FRIDAY, June 29 (HealthDay News) -- The hot flashes that bedevil so many women as they enter menopause don't appear to be linked to poorer heart health, new research suggests.
The exception to that finding may be if hot flashes persist for many years after the onset of menopause, or if the hot flashes start many years after menopause begins.
"It's very reassuring for the women who have the most common pattern of hot flashes. There is no signal of an increased cardiovascular risk for women who have hot flashes around the time of menopause," said study author Dr. Emily Szmuilowicz, assistant professor of medicine at Northwestern University Feinberg School of Medicine in Chicago. "But there may be a suggestion of increased cardiovascular risk among the smaller group of women who experience these symptoms for the first time many years after menopause or who have them for many years."

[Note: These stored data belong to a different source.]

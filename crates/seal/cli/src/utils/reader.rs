use std::time::Duration;

use eyre::{OptionExt, bail};
use nfc_seal::TagSession;
use nfc_seal_pcsc::{PcscConfig, PcscDeviceManager, PcscReader, PcscTransport};
use tracing::info;

/// Find a reader with a specific name
pub fn find_reader_by_name(
    manager: &PcscDeviceManager,
    reader_name: &str,
) -> eyre::Result<PcscReader> {
    manager
        .list_readers()?
        .into_iter()
        .find(|r| r.name() == reader_name)
        .ok_or_else(|| eyre::eyre!("Reader '{reader_name}' not found"))
}

/// Find a reader with a tag in the field
pub fn find_reader_with_card(manager: &PcscDeviceManager) -> eyre::Result<PcscReader> {
    manager
        .list_readers()?
        .into_iter()
        .find(PcscReader::has_card)
        .ok_or_eyre("No tag found on any reader!")
}

/// List all available readers
pub fn list_readers(manager: &PcscDeviceManager) -> eyre::Result<()> {
    let readers = manager.list_readers()?;

    println!("Available readers:");
    for (i, reader) in readers.iter().enumerate() {
        let status = if reader.has_card() {
            "tag present"
        } else {
            "no tag"
        };
        println!("{}. {} ({})", i + 1, reader.name(), status);
    }

    Ok(())
}

/// How to pick the reader and whether to wait for a tag
#[derive(Debug, Clone, Default)]
pub struct ReaderSelection {
    pub reader: Option<String>,
    pub wait: bool,
    pub timeout: Option<Duration>,
    pub pcsc: PcscConfig,
}

/// Pick a reader, optionally wait for a tag, and open a session on it
pub fn open_session(
    manager: &PcscDeviceManager,
    selection: &ReaderSelection,
) -> eyre::Result<TagSession<PcscTransport>> {
    let reader = match (&selection.reader, selection.wait) {
        (Some(name), _) => find_reader_by_name(manager, name)?,
        (None, false) => find_reader_with_card(manager)?,
        (None, true) => manager
            .list_readers()?
            .into_iter()
            .next()
            .ok_or_eyre("No readers found!")?,
    };

    if selection.wait {
        manager.wait_for_card(reader.name(), selection.timeout)?;
    } else if !reader.has_card() {
        bail!("No tag on reader '{}', use --wait to wait for one", reader.name());
    }

    info!("Using reader: {}", reader.name());
    let transport = manager.open_reader_with_config(reader.name(), selection.pcsc.clone())?;
    Ok(TagSession::open(transport)?)
}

The study was presented this week at the Endocrine Society annual meeting in Houston.
A woman is considered to be in menopause one year after her last menstrual cycle. As much as 85 percent of women, by some estimates, will experience hot flashes during that time -- and possibly in the years leading up to it, said Dr. Cynthia Stuenkel, a menopause expert and clinical professor of medicine at the University of California-San Diego.
"We know that hot flashes are a very normal experience for women going through menopause," Stuenkel said.
Much of the underlying physiology of hot flashes remains a mystery, experts say. But in the past few years, some research suggests hot flashes may be associated with higher risks of cardiovascular disease.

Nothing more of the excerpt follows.